如何避免在给定的 Convnet 中过度拟合

debugcn 发表于 Dev

sv_jan5

我正在尝试实现一个用于句子分类的 CNN 网络；我正在尝试遵循论文中提出的架构。为此，我正在使用 Keras（带有张量流）。以下是我的模型的总结：

____________________________________________________________________________________________________
Layer (type)                     Output Shape          Param #     Connected to                     
====================================================================================================
input_4 (InputLayer)             (None, 56)            0                                            
____________________________________________________________________________________________________
embedding (Embedding)            (None, 56, 300)       6510000                                      
____________________________________________________________________________________________________
dropout_7 (Dropout)              (None, 56, 300)       0                                            
____________________________________________________________________________________________________
conv1d_10 (Conv1D)               (None, 54, 100)       90100                                        
____________________________________________________________________________________________________
conv1d_11 (Conv1D)               (None, 53, 100)       120100                                       
____________________________________________________________________________________________________
conv1d_12 (Conv1D)               (None, 52, 100)       150100                                       
____________________________________________________________________________________________________
max_pooling1d_10 (MaxPooling1D)  (None, 27, 100)       0                                            
____________________________________________________________________________________________________
max_pooling1d_11 (MaxPooling1D)  (None, 26, 100)       0                                            
____________________________________________________________________________________________________
max_pooling1d_12 (MaxPooling1D)  (None, 26, 100)       0                                            
____________________________________________________________________________________________________
flatten_10 (Flatten)             (None, 2700)          0                                            
____________________________________________________________________________________________________
flatten_11 (Flatten)             (None, 2600)          0                                            
____________________________________________________________________________________________________
flatten_12 (Flatten)             (None, 2600)          0                                            
____________________________________________________________________________________________________
concatenate_4 (Concatenate)      (None, 7900)          0                                            
____________________________________________________________________________________________________
dropout_8 (Dropout)              (None, 7900)          0                                            
____________________________________________________________________________________________________
dense_7 (Dense)                  (None, 50)            395050                                       
____________________________________________________________________________________________________
dense_8 (Dense)                  (None, 5)             255                                          
====================================================================================================
Total params: 7,265,605.0
Trainable params: 7,265,605.0
Non-trainable params: 0.0

对于给定的架构，我遇到了严重的过度拟合。

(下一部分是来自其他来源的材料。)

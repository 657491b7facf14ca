// SPDX-License-Identifier: PolyForm-Noncommercial-1.0.0
// Copyright (c) 2025 Sylvex. All rights reserved.

//! Error types for the multiplexing engine.
//!
//! The taxonomy follows the fault domains of the proxy:
//!
//! ```text
//! ProxyError
//! ├── Frame        - malformed or oversized frame on a stream
//! ├── Connect      - upstream connect failed
//! ├── Timeout      - no complete device response within the window
//! ├── LinkBroken   - device connection dropped or errored mid-exchange
//! ├── Bind         - listen address unavailable at startup
//! └── ShuttingDown - request rejected because the proxy is stopping
//! ```
//!
//! Frame and link errors are local to the affected connection or request;
//! they never propagate to unrelated clients or other devices. `Timeout`,
//! `LinkBroken` and `Connect` all invalidate the current upstream
//! connection, which is recreated lazily on the next request.

use std::time::Duration;

use thiserror::Error;
use tracing::Level;

/// Result type alias for proxy operations.
pub type ProxyResult<T> = Result<T, ProxyError>;

// =============================================================================
// ProxyError - Main Error Type
// =============================================================================

/// The main error type for proxy operations.
#[derive(Debug, Error)]
pub enum ProxyError {
    /// Malformed or oversized frame on a client or device stream.
    #[error("{0}")]
    Frame(#[from] FrameError),

    /// Upstream connect failed.
    #[error("{0}")]
    Connect(#[from] ConnectError),

    /// No complete device response within the configured window.
    #[error("no device response within {timeout:?}")]
    Timeout {
        /// The configured response timeout.
        timeout: Duration,
    },

    /// Device connection dropped or errored mid-exchange.
    #[error("device link broken: {reason}")]
    LinkBroken {
        /// What broke the link.
        reason: String,
    },

    /// Listen address unavailable at startup.
    #[error("{0}")]
    Bind(#[from] BindError),

    /// The proxy is shutting down and no longer accepts requests.
    #[error("proxy is shutting down")]
    ShuttingDown,
}

impl ProxyError {
    /// Creates a timeout error.
    #[inline]
    pub fn timeout(timeout: Duration) -> Self {
        Self::Timeout { timeout }
    }

    /// Creates a broken-link error.
    #[inline]
    pub fn link_broken(reason: impl Into<String>) -> Self {
        Self::LinkBroken {
            reason: reason.into(),
        }
    }

    /// Returns `true` if this error invalidates the upstream connection.
    ///
    /// After a link fault the gateway drops the connection and the next
    /// request triggers a fresh connect.
    pub fn is_link_fault(&self) -> bool {
        matches!(
            self,
            Self::Connect(_) | Self::Timeout { .. } | Self::LinkBroken { .. }
        )
    }

    /// Returns the severity this error should be logged at.
    pub fn log_level(&self) -> Level {
        match self {
            // Fatal at startup.
            Self::Bind(_) => Level::ERROR,
            // Per-request faults; the service loop keeps going.
            Self::Frame(_) | Self::Connect(_) | Self::Timeout { .. } | Self::LinkBroken { .. } => {
                Level::WARN
            }
            Self::ShuttingDown => Level::DEBUG,
        }
    }
}

// =============================================================================
// FrameError
// =============================================================================

/// Errors detected by the frame codec.
///
/// Any of these force the hosting connection (client or device) to be
/// torn down; a stream that produced a malformed frame is never repaired.
#[derive(Debug, Error)]
pub enum FrameError {
    /// The MBAP header declares a length of zero.
    #[error("frame header declares zero length")]
    ZeroLength,

    /// The declared frame length exceeds the Modbus TCP maximum.
    #[error("frame length {declared} exceeds the {max}-byte maximum")]
    Oversized {
        /// The length field value from the header.
        declared: usize,
        /// The maximum allowed length field value.
        max: usize,
    },

    /// The stream closed in the middle of a frame.
    #[error("stream closed mid-frame ({got} of {want} bytes)")]
    Truncated {
        /// Bytes buffered when the stream closed.
        got: usize,
        /// Bytes needed for the complete frame.
        want: usize,
    },

    /// Reading from the stream failed.
    #[error("stream read failed: {0}")]
    Io(#[from] std::io::Error),
}

// =============================================================================
// ConnectError
// =============================================================================

/// Errors establishing the upstream device connection.
///
/// Connect failures are surfaced to the one pending request that
/// triggered the attempt; they are not retried internally.
#[derive(Debug, Error)]
pub enum ConnectError {
    /// The device refused the connection.
    #[error("connection refused by {target}")]
    Refused {
        /// The device address.
        target: String,
        /// The underlying I/O error.
        #[source]
        source: std::io::Error,
    },

    /// Host name resolution failed.
    #[error("failed to resolve device host '{host}'")]
    DnsFailed {
        /// The host name that could not be resolved.
        host: String,
    },

    /// The connection attempt did not complete in time.
    #[error("connecting to {target} timed out after {timeout:?}")]
    TimedOut {
        /// The device address.
        target: String,
        /// The connect timeout.
        timeout: Duration,
    },

    /// The endpoint's transport kind cannot be connected.
    #[error("transport '{scheme}' is not supported: {message}")]
    Unsupported {
        /// The URL scheme of the transport.
        scheme: String,
        /// Why it is not supported.
        message: String,
    },

    /// Any other transport-level error.
    #[error("failed to open {target}: {source}")]
    Io {
        /// The device address or path.
        target: String,
        /// The underlying I/O error.
        #[source]
        source: std::io::Error,
    },
}

impl ConnectError {
    /// Creates a refused error.
    pub fn refused(target: impl Into<String>, source: std::io::Error) -> Self {
        Self::Refused {
            target: target.into(),
            source,
        }
    }

    /// Creates a DNS failure error.
    pub fn dns_failed(host: impl Into<String>) -> Self {
        Self::DnsFailed { host: host.into() }
    }

    /// Creates a connect-timeout error.
    pub fn timed_out(target: impl Into<String>, timeout: Duration) -> Self {
        Self::TimedOut {
            target: target.into(),
            timeout,
        }
    }

    /// Creates an unsupported-transport error.
    pub fn unsupported(scheme: impl Into<String>, message: impl Into<String>) -> Self {
        Self::Unsupported {
            scheme: scheme.into(),
            message: message.into(),
        }
    }

    /// Creates a transport I/O error.
    pub fn io(target: impl Into<String>, source: std::io::Error) -> Self {
        Self::Io {
            target: target.into(),
            source,
        }
    }

    /// Classifies an I/O error from a connect attempt.
    pub fn from_io(target: impl Into<String>, source: std::io::Error) -> Self {
        match source.kind() {
            std::io::ErrorKind::ConnectionRefused => Self::refused(target, source),
            _ => Self::io(target, source),
        }
    }
}

// =============================================================================
// BindError
// =============================================================================

/// Errors binding a listen address.
///
/// Binding happens once at startup and is fatal for the affected device;
/// it is never retried.
#[derive(Debug, Error)]
pub enum BindError {
    /// The listen address is already in use.
    #[error("listen address {addr} is already in use")]
    AddressInUse {
        /// The configured bind address.
        addr: String,
    },

    /// Any other bind failure.
    #[error("failed to bind {addr}: {source}")]
    Io {
        /// The configured bind address.
        addr: String,
        /// The underlying I/O error.
        #[source]
        source: std::io::Error,
    },
}

impl BindError {
    /// Classifies an I/O error from a bind attempt.
    pub fn from_io(addr: impl Into<String>, source: std::io::Error) -> Self {
        let addr = addr.into();
        match source.kind() {
            std::io::ErrorKind::AddrInUse => Self::AddressInUse { addr },
            _ => Self::Io { addr, source },
        }
    }
}

// =============================================================================
// Tests
// =============================================================================

#[cfg(test)]
mod tests {
    use super::*;

    #[test]
    fn test_link_fault_classification() {
        assert!(ProxyError::timeout(Duration::from_secs(1)).is_link_fault());
        assert!(ProxyError::link_broken("reset by peer").is_link_fault());
        assert!(ProxyError::Connect(ConnectError::dns_failed("plc")).is_link_fault());

        assert!(!ProxyError::Frame(FrameError::ZeroLength).is_link_fault());
        assert!(!ProxyError::ShuttingDown.is_link_fault());
    }

    #[test]
    fn test_log_levels() {
        let bind = ProxyError::Bind(BindError::AddressInUse {
            addr: "0.0.0.0:502".into(),
        });
        assert_eq!(bind.log_level(), Level::ERROR);
        assert_eq!(
            ProxyError::timeout(Duration::from_secs(1)).log_level(),
            Level::WARN
        );
        assert_eq!(ProxyError::ShuttingDown.log_level(), Level::DEBUG);
    }

    #[test]
    fn test_display_strings() {
        let err = ProxyError::Frame(FrameError::Oversized {
            declared: 1000,
            max: 254,
        });
        assert_eq!(
            err.to_string(),
            "frame length 1000 exceeds the 254-byte maximum"
        );

        let err = ProxyError::link_broken("connection reset");
        assert_eq!(err.to_string(), "device link broken: connection reset");
    }

    #[test]
    fn test_bind_error_classification() {
        let err = BindError::from_io(
            "127.0.0.1:502",
            std::io::Error::new(std::io::ErrorKind::AddrInUse, "in use"),
        );
        assert!(matches!(err, BindError::AddressInUse { .. }));

        let err = BindError::from_io(
            "127.0.0.1:502",
            std::io::Error::new(std::io::ErrorKind::PermissionDenied, "denied"),
        );
        assert!(matches!(err, BindError::Io { .. }));
    }

    #[test]
    fn test_connect_error_classification() {
        let err = ConnectError::from_io(
            "plc:502",
            std::io::Error::new(std::io::ErrorKind::ConnectionRefused, "refused"),
        );
        assert!(matches!(err, ConnectError::Refused { .. }));
        assert_eq!(err.to_string(), "connection refused by plc:502");
    }
}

以下是我的结果：

我无法理解过度拟合的原因是什么，请建议我对架构进行一些更改以避免这种情况。如果您需要更多信息，请告诉我。

源代码：

if model_type in ['CNN-non-static', 'CNN-static']:
    embedding_wts = train_word2vec( np.vstack((x_train, x_test, x_valid)), 
                                    ind_to_wrd, num_features = embedding_dim)
    if model_type == 'CNN-static':
        x_train = embedding_wts[0][x_train]
        x_test  = embedding_wts[0][x_test]
        x_valid = embedding_wts[0][x_valid]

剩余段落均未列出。